PROBLEM DESCRIPTION:
From the data below, copy out every line in which the word "WalkDir" occurs.

+===+

pub mod answer;
pub mod cancel;
pub mod chunking;
pub mod classifier;
pub mod cleaner;
pub mod config;
pub mod embeddings;
pub mod error;
pub mod extractor;
pub mod ingest;
pub mod models;
pub mod orchestrator;
pub mod progress;
pub mod prompts;
pub mod providers;
pub mod render;
pub mod retriever;
pub mod retry;
pub mod services;
pub mod stores;
pub mod templates;
pub mod traits;

pub use answer::{Answer, AnswerGenerator};
pub use cancel::CancellationToken;
pub use chunking::{build_header, chunk_document, ChunkedDocument, ChunkingConfig};
pub use classifier::{parse_classification, Classifier};
pub use cleaner::{clean_text, cleaning_stats, CleaningOptions, CleaningStats};
pub use config::{
    ClassificationConfig, ConfigError, EmbeddingConfig, ExtractionConfig, PipelineConfig,
    RetrievalConfig,
};
pub use embeddings::Embedder;
pub use error::{IngestError, SearchError, ServiceError, StoreError};
pub use extractor::{ExtractedText, Extractor};
pub use ingest::{digest_file, discover_documents};
pub use models::{
    CancelOutcome, ChipChunk, ChipSet, ClassificationResult, DocumentStatus, IngestOutcome,
    ReprocessOutcome, RetrievedChunk, SourceDocument, StageTimings,
};
pub use orchestrator::{IngestHandle, Orchestrator};
pub use progress::{NoopProgress, ProgressEvent, ProgressSink, Stage};
pub use providers::{CharacterNgramEmbedder, OfflineCompletion, OpenAiClient, OpenAiConfig, TextLayerOnly};
pub use render::{PageRasterizer, PdfiumRasterizer, RenderedPage};
pub use retriever::Retriever;
pub use retry::RetryPolicy;
pub use services::{ChatMessage, CompletionService, EmbeddingService, PageTextService};
pub use stores::{MemoryStore, SqliteStore};
pub use templates::{DocumentTemplate, StaticTemplates, TemplateProvider};
pub use traits::{ChunkStore, DocumentStore, KnowledgeStore};
use crate::error::IngestError;
use sha2::{Digest, Sha256};
use std::fs;
use std::path::{Path, PathBuf};
use walkdir::WalkDir;

const SOURCE_EXTENSIONS: [&str; 5] = ["pdf", "txt", "text", "md", "markdown"];

pub fn discover_documents(folder: &Path) -> Vec<PathBuf> {
    let mut files = Vec::new();

    for entry in WalkDir::new(folder)
        .into_iter()
        .filter_map(|item| item.ok())
    {
        if !entry.file_type().is_file() {
            continue;
        }

        let supported = entry
            .path()
            .extension()
            .and_then(|ext| ext.to_str())
            .is_some_and(|ext| {
                SOURCE_EXTENSIONS
                    .iter()
                    .any(|known| ext.eq_ignore_ascii_case(known))
            });

        if supported {
            files.push(entry.path().to_path_buf());
        }
    }

    files.sort_unstable();
    files
}

pub fn digest_file(path: &Path) -> Result<String, IngestError> {
    let bytes = fs::read(path)?;
    let mut hasher = Sha256::new();
    hasher.update(&bytes);
    Ok(format!("{:x}", hasher.finalize()))
}

pub fn file_name(path: &Path) -> Result<String, IngestError> {
    path.file_name()
        .and_then(|name| name.to_str())
        .map(str::to_string)
        .ok_or_else(|| IngestError::MissingFileName(path.display().to_string()))
}

#[cfg(test)]
mod tests {
    use super::{digest_file, discover_documents, file_name};
    use std::fs::{self, File};
    use std::io::Write;
    use std::path::Path;
    use tempfile::tempdir;

    #[test]
    fn discovery_is_recursive_and_filters_extensions() -> Result<(), Box<dyn std::error::Error>> {
        let dir = tempdir()?;
        let base = dir.path();
        let nested = base.join("nested");
        fs::create_dir(&nested)?;

        File::create(base.join("a.pdf")).and_then(|mut file| file.write_all(b"%PDF-1.4\n%fake"))?;
        fs::write(nested.join("b.TXT"), b"plain")?;
        fs::write(nested.join("notes.md"), b"# notes")?;
        fs::write(base.join("image.png"), b"png")?;

        let files = discover_documents(base);
        let names: Vec<_> = files
            .iter()
            .filter_map(|path| path.file_name().and_then(|name| name.to_str()))
            .collect();
        assert_eq!(names, vec!["a.pdf", "b.TXT", "notes.md"]);
        Ok(())
    }

    #[test]
    fn checksum_is_reproducible() -> Result<(), Box<dyn std::error::Error>> {
        let dir = tempdir()?;
        let file_path = dir.path().join("a.pdf");
        fs::write(&file_path, b"abc")?;

        let first = digest_file(&file_path)?;
        let second = digest_file(&file_path)?;
        assert_eq!(first, second);
        assert_eq!(
            first,
            "ba7816bf8f01cfea414140de5dae2223b00361a396177a9cb410ff61f20015ad"
        );
        Ok(())
    }

    #[test]
    fn root_path_has_no_file_name() {
        assert!(file_name(Path::new("/")).is_err());
        assert_eq!(file_name(Path::new("/tmp/lease.pdf")).ok().as_deref(), Some("lease.pdf"));
    }
}
use crate::error::IngestError;
use std::sync::atomic::{AtomicBool, Ordering};
use std::sync::Arc;

#[derive(Debug, Clone, Default)]
pub struct CancellationToken {
    flag: Arc<AtomicBool>,
}

impl CancellationToken {
    pub fn new() -> Self {
        Self::default()
    }

    pub fn cancel(&self) {
        self.flag.store(true, Ordering::SeqCst);
    }

    pub fn is_cancelled(&self) -> bool {
        self.flag.load(Ordering::SeqCst)
    }

    pub fn checkpoint(&self) -> Result<(), IngestError> {
        if self.is_cancelled() {
            Err(IngestError::Cancelled)
        } else {
            Ok(())
        }
    }
}
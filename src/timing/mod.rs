#![doc = r#"
Conversion from pulses to milliseconds.

A file's delta times count pulses. With a tempo in beats per minute and a
division in pulses per quarter note (PPQN), one pulse lasts

```text
60 000 / (bpm × ppqn)  milliseconds
```

All conversions use `f64`.
"#]

mod tempo;
pub use tempo::*;

use crate::reader::Vlv;
use thiserror::Error;

/// Errors from timing setup
#[derive(Debug, Error, Clone, Copy, PartialEq, Eq)]
pub enum TimingError {
    /// A TEMPO event that is too short or zero
    #[error("Invalid tempo event")]
    InvalidTempo,
    /// A tempo of zero beats per minute
    #[error("Invalid BPM {0}")]
    InvalidBpm(u32),
    /// Zero pulses per quarter note, or an SMPTE division
    #[error("Unsupported division {0:#06X}")]
    UnsupportedDivision(u16),
}

#[doc = r#"
Turns pulse counts into milliseconds for a fixed tempo and division.

# Example
```rust
# use midibeep::prelude::*;
let timing = TimingConverter::new(120, 96).unwrap();
assert_eq!(timing.to_ms(Vlv::new(96)), 500.0);
```
"#]
#[derive(Debug, Clone, Copy, PartialEq)]
#[cfg_attr(feature = "serde", derive(serde::Serialize, serde::Deserialize))]
pub struct TimingConverter {
    bpm: u32,
    ppqn: u16,
    ms_per_pulse: f64,
}

impl TimingConverter {
    /// Create a converter.
    ///
    /// # Errors
    /// - [`TimingError::InvalidBpm`] for a zero BPM
    /// - [`TimingError::UnsupportedDivision`] for a zero PPQN or a division
    ///   with the SMPTE bit set
    pub fn new(bpm: u32, ppqn: u16) -> Result<Self, TimingError> {
        if bpm == 0 {
            return Err(TimingError::InvalidBpm(bpm));
        }
        if ppqn == 0 || ppqn & 0x8000 != 0 {
            return Err(TimingError::UnsupportedDivision(ppqn));
        }
        let ms_per_pulse = 60_000.0 / (bpm as f64 * ppqn as f64);
        Ok(Self {
            bpm,
            ppqn,
            ms_per_pulse,
        })
    }

    /// Create a converter from a tempo
    pub fn from_tempo(tempo: Tempo, ppqn: u16) -> Result<Self, TimingError> {
        Self::new(tempo.bpm(), ppqn)
    }

    /// Beats per minute
    pub const fn bpm(&self) -> u32 {
        self.bpm
    }

    /// Pulses per quarter note
    pub const fn ppqn(&self) -> u16 {
        self.ppqn
    }

    /// Duration of one pulse in milliseconds
    pub const fn ms_per_pulse(&self) -> f64 {
        self.ms_per_pulse
    }

    /// Convert a pulse count to milliseconds
    pub fn to_ms(&self, pulses: Vlv) -> f64 {
        pulses.value() as f64 * self.ms_per_pulse
    }
}

#[test]
fn ms_per_pulse_at_120_bpm() {
    use pretty_assertions::assert_eq;
    let timing = TimingConverter::new(120, 96).unwrap();
    assert_eq!(timing.ms_per_pulse(), 60_000.0 / (120.0 * 96.0));
    assert!((timing.ms_per_pulse() - 5.208_333_333).abs() < 1e-9);
    assert_eq!(timing.to_ms(Vlv::new(96)), 500.0);
    assert_eq!(timing.to_ms(Vlv::new(480)), 2500.0);
    assert_eq!(timing.to_ms(Vlv::ZERO), 0.0);
}

#[test]
fn from_tempo() {
    use pretty_assertions::assert_eq;
    let timing = TimingConverter::from_tempo(Tempo::DEFAULT, 96).unwrap();
    assert_eq!(timing.bpm(), 120);
    assert_eq!(timing.to_ms(Vlv::new(96)), 500.0);

    // 125 BPM at 120 pulses per quarter note is exactly 4ms per pulse
    let timing = TimingConverter::from_tempo(Tempo::new(480_000).unwrap(), 120).unwrap();
    assert_eq!(timing.bpm(), 125);
    assert_eq!(timing.ms_per_pulse(), 4.0);
    assert_eq!(timing.to_ms(Vlv::new(480)), 1920.0);
}

#[test]
fn rejects_bad_division() {
    use pretty_assertions::assert_eq;
    assert_eq!(
        TimingConverter::new(120, 0),
        Err(TimingError::UnsupportedDivision(0))
    );
    assert_eq!(
        TimingConverter::new(120, 0xE728),
        Err(TimingError::UnsupportedDivision(0xE728))
    );
    assert_eq!(TimingConverter::new(0, 96), Err(TimingError::InvalidBpm(0)));
}
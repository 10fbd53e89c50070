use super::TimingError;
use crate::event::{Event, MetaType};

#[doc = r#"
The tempo of a track, in microseconds per quarter note.

Stored in a TEMPO meta event as three big-endian bytes:

```text
FF 51 03 tt tt tt
```

# Example
```rust
# use midibeep::prelude::*;
let tempo = Tempo::from_bytes(&[0x07, 0xA1, 0x20]).unwrap();
assert_eq!(tempo.micros_per_quarter_note(), 500_000);
assert_eq!(tempo.bpm(), 120);
```
"#]
#[derive(Debug, Clone, Copy, PartialEq, Eq, Hash)]
#[cfg_attr(feature = "serde", derive(serde::Serialize, serde::Deserialize))]
pub struct Tempo(u32);

impl Tempo {
    /// 500 000 µs per quarter note, the tempo of a file without TEMPO events
    pub const DEFAULT: Self = Self(500_000);

    /// Create a tempo from microseconds per quarter note
    pub const fn new(micros_per_quarter_note: u32) -> Result<Self, TimingError> {
        if micros_per_quarter_note == 0 {
            return Err(TimingError::InvalidTempo);
        }
        Ok(Self(micros_per_quarter_note))
    }

    /// Parse the payload of a TEMPO event.
    ///
    /// Only the first three bytes are used.
    pub const fn from_bytes(data: &[u8]) -> Result<Self, TimingError> {
        if data.len() < 3 {
            return Err(TimingError::InvalidTempo);
        }
        Self::new(((data[0] as u32) << 16) | ((data[1] as u32) << 8) | data[2] as u32)
    }

    /// Parse a TEMPO meta event
    pub fn from_event(event: &Event) -> Result<Self, TimingError> {
        if event.meta_type() != Some(MetaType::Tempo) {
            return Err(TimingError::InvalidTempo);
        }
        Self::from_bytes(event.data())
    }

    /// Microseconds per quarter note
    pub const fn micros_per_quarter_note(&self) -> u32 {
        self.0
    }

    /// Beats per minute, truncated
    pub const fn bpm(&self) -> u32 {
        60_000_000 / self.0
    }
}

impl Default for Tempo {
    fn default() -> Self {
        Self::DEFAULT
    }
}

#[test]
fn bpm_from_tempo_bytes() {
    use pretty_assertions::assert_eq;
    let tempo = Tempo::from_bytes(&[0x07, 0xA1, 0x20]).unwrap();
    assert_eq!(tempo.bpm(), 120);

    // 60_000_000 / 650_000 = 92.3
    let tempo = Tempo::from_bytes(&[0x09, 0xEB, 0x10]).unwrap();
    assert_eq!(tempo.micros_per_quarter_note(), 650_000);
    assert_eq!(tempo.bpm(), 92);
}

#[test]
fn invalid_tempo_payloads() {
    use pretty_assertions::assert_eq;
    assert_eq!(Tempo::from_bytes(&[0x07, 0xA1]), Err(TimingError::InvalidTempo));
    assert_eq!(Tempo::from_bytes(&[0, 0, 0]), Err(TimingError::InvalidTempo));
}

#[test]
fn tempo_from_event() {
    use crate::{event::EventCode, reader::Vlv};
    use alloc::vec;
    use pretty_assertions::assert_eq;
    let event = Event::new(
        true,
        EventCode::from_byte(0x51),
        vec![0x0F, 0x42, 0x40],
        Vlv::ZERO,
    );
    assert_eq!(Tempo::from_event(&event).unwrap().bpm(), 60);

    let not_tempo = Event::new(false, EventCode::from_byte(0x90), vec![60, 100], Vlv::ZERO);
    assert!(Tempo::from_event(&not_tempo).is_err());
}
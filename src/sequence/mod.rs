#![doc = r#"
Turning one track/channel of a [`MidiFile`](crate::file::MidiFile) into
timed notes.

The [`Sequencer`] walks the events of the selected track in order, keeps a
running clock in milliseconds, and pairs each `NOTE_ON` with the next
`NOTE_OFF` of the same pitch. A `NOTE_ON` for a pitch that is already
sounding does not start a new note; it is reported as a
[`Diagnostic::OverlappingNote`] instead.

Once the track is done, the number of `NOTE_ON` and `NOTE_OFF` events that
were paired must match and no note may still be open, otherwise the track is
rejected with [`SequenceError::UnbalancedNoteEvents`].
"#]

mod options;
pub use options::*;

mod sequencer;
pub use sequencer::*;

use crate::{event::MetaType, pitch::Pitch, timing::TimingError};
use alloc::{string::String, vec::Vec};
use thiserror::Error;

/// Errors that abort sequencing of a track
#[derive(Debug, Error, Clone, PartialEq, Eq)]
pub enum SequenceError {
    /// The tempo or division cannot be used
    #[error(transparent)]
    Timing(#[from] TimingError),
    /// Some notes were never released, or released without being started
    #[error("Unbalanced note events: {note_on} note on, {note_off} note off")]
    UnbalancedNoteEvents {
        /// Paired `NOTE_ON` events
        note_on: u64,
        /// Paired `NOTE_OFF` events
        note_off: u64,
    },
    /// A note event whose pitch code has no frequency
    #[error("Pitch code {0} is outside the frequency table")]
    PitchOutOfRange(u8),
    /// The requested track does not exist
    #[error("Track {index} requested, file has {count}")]
    TrackOutOfRange {
        /// Requested index
        index: usize,
        /// Tracks in the file
        count: usize,
    },
}

/// A non-fatal observation made while sequencing
#[derive(Debug, Clone, Copy, PartialEq)]
#[cfg_attr(feature = "serde", derive(serde::Serialize, serde::Deserialize))]
pub enum Diagnostic {
    /// A `NOTE_ON` arrived for a pitch that was still sounding. It was
    /// dropped, and so is the `NOTE_OFF` that releases it.
    OverlappingNote {
        /// Pitch of the note
        pitch: Pitch,
        /// Channel of the note
        channel: u8,
        /// When the second `NOTE_ON` arrived
        at_ms: f64,
    },
}

/// One sounding note
#[derive(Debug, Clone, Copy, PartialEq)]
#[cfg_attr(feature = "serde", derive(serde::Serialize, serde::Deserialize))]
pub struct Note {
    pitch: Pitch,
    velocity: u8,
    channel: u8,
    start: f64,
    end: f64,
}

impl Note {
    /// A note that has started but not ended
    pub const fn new(pitch: Pitch, velocity: u8, channel: u8, start: f64) -> Self {
        Self {
            pitch,
            velocity,
            channel,
            start,
            end: 0.0,
        }
    }

    /// A note with both ends known
    pub const fn closed(pitch: Pitch, velocity: u8, channel: u8, start: f64, end: f64) -> Self {
        Self {
            pitch,
            velocity,
            channel,
            start,
            end,
        }
    }

    pub(crate) fn close(&mut self, end: f64) {
        self.end = end;
    }

    /// The pitch
    pub const fn pitch(&self) -> Pitch {
        self.pitch
    }

    /// Velocity of the `NOTE_ON`
    pub const fn velocity(&self) -> u8 {
        self.velocity
    }

    /// Channel of the note
    pub const fn channel(&self) -> u8 {
        self.channel
    }

    /// Start, in milliseconds from the start of the track
    pub const fn start(&self) -> f64 {
        self.start
    }

    /// End, in milliseconds from the start of the track
    pub const fn end(&self) -> f64 {
        self.end
    }

    /// `end - start`
    pub fn duration(&self) -> f64 {
        self.end - self.start
    }
}

/// Text carried by a meta event, with the time it occurs at
#[derive(Debug, Clone, PartialEq)]
#[cfg_attr(feature = "serde", derive(serde::Serialize, serde::Deserialize))]
pub struct MetaText {
    /// Which kind of text
    pub kind: MetaType,
    /// Milliseconds from the start of the track
    pub at_ms: f64,
    /// The text
    pub text: String,
}

#[doc = r#"
The notes of one track/channel with their timing and the track's metadata.

A `Sequence` owns everything it holds and does not borrow from the file it
was made from.
"#]
#[derive(Debug, Clone, PartialEq)]
#[cfg_attr(feature = "serde", derive(serde::Serialize, serde::Deserialize))]
pub struct Sequence {
    pub(crate) notes: Vec<Note>,
    pub(crate) track: usize,
    pub(crate) channel: u8,
    pub(crate) track_name: String,
    pub(crate) instrument_name: String,
    pub(crate) copyright: String,
    pub(crate) bpm: u32,
    pub(crate) ppqn: u16,
    pub(crate) ms_per_pulse: f64,
    pub(crate) length_ms: f64,
    pub(crate) note_on: u64,
    pub(crate) note_off: u64,
    pub(crate) texts: Vec<MetaText>,
    pub(crate) diagnostics: Vec<Diagnostic>,
}

impl Sequence {
    /// Closed notes ordered by start time
    pub fn notes(&self) -> &[Note] {
        &self.notes
    }

    /// Index of the source track
    pub const fn track(&self) -> usize {
        self.track
    }

    /// Channel the notes were taken from
    pub const fn channel(&self) -> u8 {
        self.channel
    }

    /// Track name or [`UNKNOWN_TEXT`](crate::UNKNOWN_TEXT)
    pub fn track_name(&self) -> &str {
        &self.track_name
    }

    /// Instrument name or [`UNKNOWN_TEXT`](crate::UNKNOWN_TEXT)
    pub fn instrument_name(&self) -> &str {
        &self.instrument_name
    }

    /// Copyright notice or [`UNKNOWN_TEXT`](crate::UNKNOWN_TEXT)
    pub fn copyright(&self) -> &str {
        &self.copyright
    }

    /// Tempo used for the conversion
    pub const fn bpm(&self) -> u32 {
        self.bpm
    }

    /// Pulses per quarter note of the file
    pub const fn ppqn(&self) -> u16 {
        self.ppqn
    }

    /// Duration of one pulse in milliseconds
    pub const fn ms_per_pulse(&self) -> f64 {
        self.ms_per_pulse
    }

    /// Pre-delay plus every event delay, in milliseconds
    pub const fn length_ms(&self) -> f64 {
        self.length_ms
    }

    /// Paired `NOTE_ON` events
    pub const fn note_on_count(&self) -> u64 {
        self.note_on
    }

    /// Paired `NOTE_OFF` events
    pub const fn note_off_count(&self) -> u64 {
        self.note_off
    }

    /// Text, lyric, marker and cue point events of the track
    pub fn texts(&self) -> &[MetaText] {
        &self.texts
    }

    /// Everything odd that was seen but did not abort sequencing
    pub fn diagnostics(&self) -> &[Diagnostic] {
        &self.diagnostics
    }
}

#[test]
fn note_accessors() {
    use pretty_assertions::assert_eq;
    let mut note = Note::new(Pitch::new(60), 100, 0, 250.0);
    assert_eq!(note.end(), 0.0);
    note.close(750.0);
    assert_eq!(note.duration(), 500.0);
    assert_eq!(note, Note::closed(Pitch::new(60), 100, 0, 250.0, 750.0));
}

+===+

ANSWER FOR THE TASK:
use walkdir::WalkDir;
    for entry in WalkDir::new(folder)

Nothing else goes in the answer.